Below is some data. Retype exactly the lines starting at the one with "assert_eq!(table.visible_count(), 2);" and ending at the one with "let row = |folder: &str, date: u64|".

○ ○ ○ ○ ○

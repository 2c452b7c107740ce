//! Scenario tests for the KeyTable public API.
//!
//! Each test drives a table the way a view layer would: mutate, seek, page
//! through rows, collapse and expand categories, keep bookmarks.

use keytable_common::types::{BookmarkId, SortColumn};
use keytable_core::{
    CursorPosition, KeyTable, KeyTableError, RowAction, SeekOrigin, Warning,
};
use keytable_common::config::KeyTableConfig;
use keytable_test::utils::{all_rows, init_tracing, key, page, string_row};
use keytable_test::model::ReferenceTable;
use keytable_test::workload::{apply, apply_model, category_rows, WorkloadGenerator};

// =============================================================================
// Sorting and paging
// =============================================================================

#[test]
fn test_insert_and_delete_scenario() {
    init_tracing();
    let table = KeyTable::new();
    table.upsert(key(1), string_row(&["b"]), false).unwrap();
    table.upsert(key(2), string_row(&["a"]), false).unwrap();
    table.upsert(key(3), string_row(&["c"]), false).unwrap();

    table.seek(SeekOrigin::Start, 0).unwrap();
    assert_eq!(
        table.query_rows(3, false, false, true),
        vec![key(2), key(1), key(3)]
    );

    table.delete(key(1)).unwrap();
    assert_eq!(table.visible_count(), 2);
    table.seek(SeekOrigin::Start, 0).unwrap();
    assert_eq!(table.query_rows(3, false, false, true), vec![key(2), key(3)]);
    table.verify().unwrap();
}

#[test]
fn test_multi_column_sort() {
    // Folder ascending, then date descending
    let table = KeyTable::new();
    let row = |folder: &str, date: u64| {
        vec![SortColumn::string(folder), SortColumn::unsigned(date).descending()]
    };
    table.upsert(key(1), row("inbox", 100), false).unwrap();
    table.upsert(key(2), row("inbox", 300), false).unwrap();
    table.upsert(key(3), row("archive", 200), false).unwrap();
    table.upsert(key(4), row("inbox", 200), false).unwrap();

    assert_eq!(all_rows(&table, false), vec![key(3), key(2), key(4), key(1)]);
}

#[test]
fn test_float_and_signed_columns() {
    let table = KeyTable::new();
    table.upsert(key(1), vec![SortColumn::float(2.5)], false).unwrap();
    table.upsert(key(2), vec![SortColumn::float(-7.0)], false).unwrap();
    table.upsert(key(3), vec![SortColumn::float(0.0)], false).unwrap();
    assert_eq!(all_rows(&table, false), vec![key(2), key(3), key(1)]);

    let table = KeyTable::new();
    table.upsert(key(1), vec![SortColumn::signed(5)], false).unwrap();
    table.upsert(key(2), vec![SortColumn::signed(-5)], false).unwrap();
    table.upsert(key(3), vec![SortColumn::signed(i64::MIN)], false).unwrap();
    assert_eq!(all_rows(&table, false), vec![key(3), key(2), key(1)]);
}

#[test]
fn test_paging_through_large_table() {
    let table = KeyTable::new();
    for n in 1..=1000u32 {
        // Insert in a scrambled order
        let value = (n * 7919) % 1000;
        table
            .upsert(key(n), vec![SortColumn::unsigned(u64::from(value))], false)
            .unwrap();
    }

    let mut seen = Vec::new();
    table.seek(SeekOrigin::Start, 0).unwrap();
    loop {
        let rows = table.query_rows(64, false, false, true);
        if rows.is_empty() {
            break;
        }
        seen.extend(rows);
    }
    assert_eq!(seen.len(), 1000);
    assert_eq!(table.cursor_position(), CursorPosition::PastEnd);

    // Random access pages agree with the sequential scan
    assert_eq!(page(&table, 500, 10), seen[500..510].to_vec());
    table.verify().unwrap();
}

#[test]
fn test_backward_paging() {
    let table = KeyTable::new();
    for n in 1..=10 {
        table
            .upsert(key(n), vec![SortColumn::unsigned(u64::from(n))], false)
            .unwrap();
    }

    table.seek(SeekOrigin::End, 0).unwrap();
    assert_eq!(table.query_rows(3, true, false, true), vec![key(10), key(9), key(8)]);
    assert_eq!(table.query_rows(3, true, false, true), vec![key(7), key(6), key(5)]);
    assert_eq!(table.current_rank(), 3);
}

#[test]
fn test_get_previous_row_skips_hidden() {
    let table = KeyTable::new();
    table.upsert(key(1), string_row(&["a"]), false).unwrap();
    table.upsert(key(2), string_row(&["b"]), true).unwrap();
    table.upsert(key(3), string_row(&["c"]), false).unwrap();

    assert_eq!(table.get_previous_row(key(3)).unwrap(), Some(key(1)));
    assert_eq!(table.get_previous_row(key(1)).unwrap(), None);
    assert!(matches!(
        table.get_previous_row(key(4)),
        Err(KeyTableError::NotFound { .. })
    ));
}

// =============================================================================
// Mutation under a cursor
// =============================================================================

#[test]
fn test_noop_update_leaves_ranks_alone() {
    let table = KeyTable::new();
    for n in 1..=5 {
        table
            .upsert(key(n), vec![SortColumn::unsigned(u64::from(n))], false)
            .unwrap();
    }
    table.seek(SeekOrigin::Start, 3).unwrap();

    let up = table
        .upsert(key(2), vec![SortColumn::unsigned(2)], false)
        .unwrap();
    assert_eq!(up.action, RowAction::Modified);
    assert_eq!(up.predecessor, Some(key(1)));
    assert_eq!(table.current_rank(), 3);
    assert_eq!(table.stats().noop_updates(), 1);
}

#[test]
fn test_resort_reports_new_predecessor() {
    let table = KeyTable::new();
    for (n, s) in [(1, "a"), (2, "b"), (3, "c")] {
        table.upsert(key(n), string_row(&[s]), false).unwrap();
    }
    let up = table.upsert(key(1), string_row(&["bb"]), false).unwrap();
    assert_eq!(up.action, RowAction::Modified);
    assert_eq!(up.predecessor, Some(key(2)));
    assert_eq!(all_rows(&table, false), vec![key(2), key(1), key(3)]);
}

#[test]
fn test_cursor_follows_resorted_row() {
    let table = KeyTable::new();
    for (n, s) in [(1, "a"), (2, "b"), (3, "c")] {
        table.upsert(key(n), string_row(&[s]), false).unwrap();
    }
    table.seek_id(key(1)).unwrap();
    table.upsert(key(1), string_row(&["z"]), false).unwrap();

    assert_eq!(table.cursor_position(), CursorPosition::Row(key(1)));
    assert_eq!(table.current_rank(), 2);
}

#[test]
fn test_delete_under_cursor() {
    let table = KeyTable::new();
    for (n, s) in [(1, "a"), (2, "b")] {
        table.upsert(key(n), string_row(&[s]), false).unwrap();
    }
    table.seek_id(key(1)).unwrap();
    table.delete(key(1)).unwrap();
    assert_eq!(table.cursor_position(), CursorPosition::Row(key(2)));

    table.delete(key(2)).unwrap();
    assert_eq!(table.cursor_position(), CursorPosition::PastEnd);
    assert!(table.is_empty());
}

#[test]
fn test_partial_sort_key_update() {
    let table = KeyTable::new();
    let row = |a: &str, n: u64| vec![SortColumn::string(a), SortColumn::unsigned(n)];
    table.upsert(key(1), row("x", 1), false).unwrap();
    table.upsert(key(2), row("x", 2), false).unwrap();
    table.upsert(key(3), row("y", 0), false).unwrap();

    let up = table
        .update_partial_sort_key(key(1), 0, SortColumn::string("z"))
        .unwrap();
    assert_eq!(up.predecessor, Some(key(3)));
    assert!(!up.hidden);
    assert_eq!(
        table.get_row(key(1)).unwrap().columns,
        row("z", 1)
    );

    assert!(matches!(
        table.update_partial_sort_key(key(1), 5, SortColumn::unsigned(0)),
        Err(KeyTableError::InvalidParameter { .. })
    ));
}

#[test]
fn test_failed_mutation_leaves_table_unchanged() {
    let table = KeyTable::new();
    table.upsert(key(1), string_row(&["a"]), false).unwrap();
    table.seek(SeekOrigin::Start, 0).unwrap();

    assert!(table.delete(key(9)).is_err());
    assert!(table
        .upsert(keytable_common::types::RowKey::EMPTY, string_row(&["b"]), false)
        .is_err());
    assert!(table.update_partial_sort_key(key(1), 3, SortColumn::unsigned(1)).is_err());

    assert_eq!(table.len(), 1);
    assert_eq!(table.cursor_position(), CursorPosition::Row(key(1)));
    table.verify().unwrap();
}

// =============================================================================
// Categories
// =============================================================================

#[test]
fn test_collapse_category_scenario() {
    init_tracing();
    let table = KeyTable::new();
    table.upsert(key(2), string_row(&["cat1", "x"]), false).unwrap();
    table.upsert(key(3), string_row(&["cat1", "y"]), false).unwrap();
    table.upsert(key(4), string_row(&["cat2", "z"]), false).unwrap();
    table.upsert(key(1), string_row(&["cat1"]), false).unwrap();
    let before = table.visible_count();

    let hidden = table.hide_from(key(1)).unwrap();
    assert_eq!(hidden, vec![key(2), key(3)]);
    assert_eq!(table.visible_count(), before - 2);
    assert!(!table.get_row(key(4)).unwrap().hidden);
    table.verify().unwrap();
}

#[test]
fn test_collapse_expand_roundtrip() {
    let table = KeyTable::new();
    for (key, columns) in category_rows(4, 5) {
        table.upsert(key, columns, false).unwrap();
    }
    let visible = table.visible_count();
    let order = all_rows(&table, false);

    // Second category header is key 7
    let header = key(7);
    let members = table.rows_by_prefix(header).unwrap();
    assert_eq!(members.len(), 6);

    assert_eq!(table.hide_from(header).unwrap(), members[1..].to_vec());
    assert_eq!(table.visible_count(), visible - 5);
    assert_eq!(table.unhide_from(header).unwrap(), members[1..].to_vec());
    assert_eq!(table.visible_count(), visible);
    assert_eq!(all_rows(&table, false), order);
}

#[test]
fn test_hidden_rows_and_paging() {
    let table = KeyTable::new();
    for (key, columns) in category_rows(3, 3) {
        table.upsert(key, columns, false).unwrap();
    }
    // Collapse the first category: header 1 keeps members 2..=4 hidden
    table.hide_from(key(1)).unwrap();

    assert_eq!(page(&table, 0, 3), vec![key(1), key(5), key(6)]);
    table.seek(SeekOrigin::Start, 1).unwrap();
    assert_eq!(table.cursor_position(), CursorPosition::Row(key(5)));
    assert_eq!(table.query_rows(100, false, true, false).len(), 8);
}

#[test]
fn test_expand_nested_category_one_level() {
    let table = KeyTable::new();
    table.upsert(key(1), string_row(&["2024"]), false).unwrap();
    table.upsert(key(2), string_row(&["2024", "jan"]), false).unwrap();
    table.upsert(key(3), string_row(&["2024", "jan", "m1"]), false).unwrap();
    table.upsert(key(4), string_row(&["2024", "feb"]), false).unwrap();
    table.upsert(key(5), string_row(&["2024", "feb", "m2"]), false).unwrap();

    table.hide_from(key(1)).unwrap();
    assert_eq!(table.visible_count(), 1);

    let shown = table.unhide_from(key(1)).unwrap();
    assert_eq!(shown, vec![key(4), key(2)]);
    assert_eq!(all_rows(&table, false), vec![key(1), key(4), key(2)]);

    // A nested header that is hidden cannot be expanded
    table.hide_from(key(1)).unwrap();
    assert!(matches!(
        table.unhide_from(key(2)),
        Err(KeyTableError::NotFound { .. })
    ));
}

// =============================================================================
// Bookmarks
// =============================================================================

#[test]
fn test_bookmark_drift() {
    let table = KeyTable::new();
    for (n, s) in [(1, "b"), (2, "c")] {
        table.upsert(key(n), string_row(&[s]), false).unwrap();
    }
    table.seek_id(key(2)).unwrap();
    let bookmark = table.create_bookmark().unwrap();
    assert!(bookmark.as_u32() >= 3);

    table.upsert(key(3), string_row(&["a"]), false).unwrap();
    let pos = table.resolve_bookmark(bookmark).unwrap();
    assert!(pos.drifted);
    assert_eq!(pos.rank, 2);
    assert_eq!(pos.warning(), Some(Warning::PositionChanged));

    table.seek(SeekOrigin::Start, 0).unwrap();
    let out = table.seek(SeekOrigin::Bookmark(bookmark), -1).unwrap();
    assert_eq!(out.rows_moved, -1);
    assert_eq!(out.warning(), Some(Warning::PositionChanged));
    assert_eq!(table.cursor_position(), CursorPosition::Row(key(1)));
}

#[test]
fn test_bookmark_limit_and_reuse() {
    let table = KeyTable::with_config(KeyTableConfig::new().with_bookmark_limit(2)).unwrap();
    let a = table.create_bookmark().unwrap();
    let _b = table.create_bookmark().unwrap();
    assert_eq!(
        table.create_bookmark(),
        Err(KeyTableError::ResourceExhausted { limit: 2 })
    );

    table.free_bookmark(a).unwrap();
    assert!(table.create_bookmark().is_ok());
}

#[test]
fn test_bookmark_on_deleted_row_is_invalid() {
    let table = KeyTable::new();
    table.upsert(key(1), string_row(&["a"]), false).unwrap();
    table.seek_id(key(1)).unwrap();
    let bookmark = table.create_bookmark().unwrap();

    table.delete(key(1)).unwrap();
    assert_eq!(
        table.resolve_bookmark(bookmark),
        Err(KeyTableError::InvalidBookmark { id: bookmark })
    );
    assert!(table.free_bookmark(BookmarkId::new(999)).is_err());
}

// =============================================================================
// Lifecycle
// =============================================================================

#[test]
fn test_clear_and_reuse() {
    let table = KeyTable::with_config(KeyTableConfig::for_testing()).unwrap();
    for (key, columns) in category_rows(2, 2) {
        table.upsert(key, columns, false).unwrap();
    }
    table.create_bookmark().unwrap();
    table.clear();

    assert!(table.is_empty());
    assert_eq!(table.bookmark_count(), 0);
    assert_eq!(table.cursor_position(), CursorPosition::BeforeFirst);
    assert!(table.find(&string_row(&["cat0000"])).is_none());

    table.upsert(key(1), string_row(&["fresh"]), false).unwrap();
    assert_eq!(table.visible_count(), 1);
    table.verify().unwrap();
}

#[test]
fn test_lower_bound_positions_cursor() {
    let table = KeyTable::new();
    for (n, s) in [(1, "apple"), (2, "banana"), (3, "cherry")] {
        table.upsert(key(n), string_row(&[s]), false).unwrap();
    }
    table.lower_bound(&string_row(&["b"]));
    assert_eq!(table.cursor_position(), CursorPosition::Row(key(2)));
    assert_eq!(table.query_rows(5, false, false, true), vec![key(2), key(3)]);
}

// =============================================================================
// Long churn
// =============================================================================

#[test]
fn test_long_churn_with_categories_and_bookmarks() {
    init_tracing();
    let table = KeyTable::new();
    let mut model = ReferenceTable::new();
    let mut workload = WorkloadGenerator::new(2024)
        .with_key_space(200)
        .with_category_depth(3)
        .with_hidden_ratio(0.05);

    let mut bookmarks = Vec::new();
    for (step, op) in workload.ops(5000).iter().enumerate() {
        apply(&table, op).unwrap();
        apply_model(&mut model, op);
        if step % 50 == 0 {
            if let Ok(id) = table.create_bookmark() {
                bookmarks.push(id);
            }
        }
        if step % 250 == 0 {
            table.verify().unwrap();
        }
    }

    table.verify().unwrap();
    assert_eq!(table.len(), model.len());
    assert_eq!(all_rows(&table, true), model.keys(true));
    assert_eq!(all_rows(&table, false), model.keys(false));

    // Bookmarks on deleted or re-sorted rows are gone, the rest resolve
    let visible = table.visible_count();
    for id in bookmarks {
        match table.resolve_bookmark(id) {
            Ok(pos) => assert!(pos.rank <= visible),
            Err(err) => assert!(matches!(err, KeyTableError::InvalidBookmark { .. })),
        }
    }
}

○ ○ ○ ○ ○

▶ _Response to the task_:
    assert_eq!(table.visible_count(), 2);
    table.seek(SeekOrigin::Start, 0).unwrap();
    assert_eq!(table.query_rows(3, false, false, true), vec![key(2), key(3)]);
    table.verify().unwrap();
}

#[test]
fn test_multi_column_sort() {
    // Folder ascending, then date descending
    let table = KeyTable::new();
    let row = |folder: &str, date: u64| {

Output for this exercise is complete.